● **Stored data**:
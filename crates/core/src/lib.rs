//! Core types and utilities for tesseract
//!
//! This is the foundation crate that all other tesseract crates depend on.
//! It provides:
//! - Base error types
//! - Collaborator traits (`Logger`, `FileSystem`)
//! - The provided default implementations (`ConsoleLogger`, `OsFileSystem`)
//!
//! This crate has no dependencies on other tesseract crates.

pub mod error;
pub mod fs;
pub mod logger;
pub mod traits;

pub use error::{Error, Result};
pub use fs::OsFileSystem;
pub use logger::{ConsoleLogger, LogLevel, LogOptions};
pub use traits::{FileSystem, Logger};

● **To do**: Write out every entry again exactly, please, with nothing missing.

● **Solution for this exercise**:
filename crates/core/src/lib.rs
//! Core types and utilities for tesseract
//!
//! This is the foundation crate that all other tesseract crates depend on.
//! It provides:
//! - Base error types
//! - Collaborator traits (`Logger`, `FileSystem`)
//! - The provided default implementations (`ConsoleLogger`, `OsFileSystem`)
//!
//! This crate has no dependencies on other tesseract crates.

pub mod error;
pub mod fs;
pub mod logger;
pub mod traits;

pub use error::{Error, Result};
pub use fs::OsFileSystem;
pub use logger::{ConsoleLogger, LogLevel, LogOptions};
pub use traits::{FileSystem, Logger};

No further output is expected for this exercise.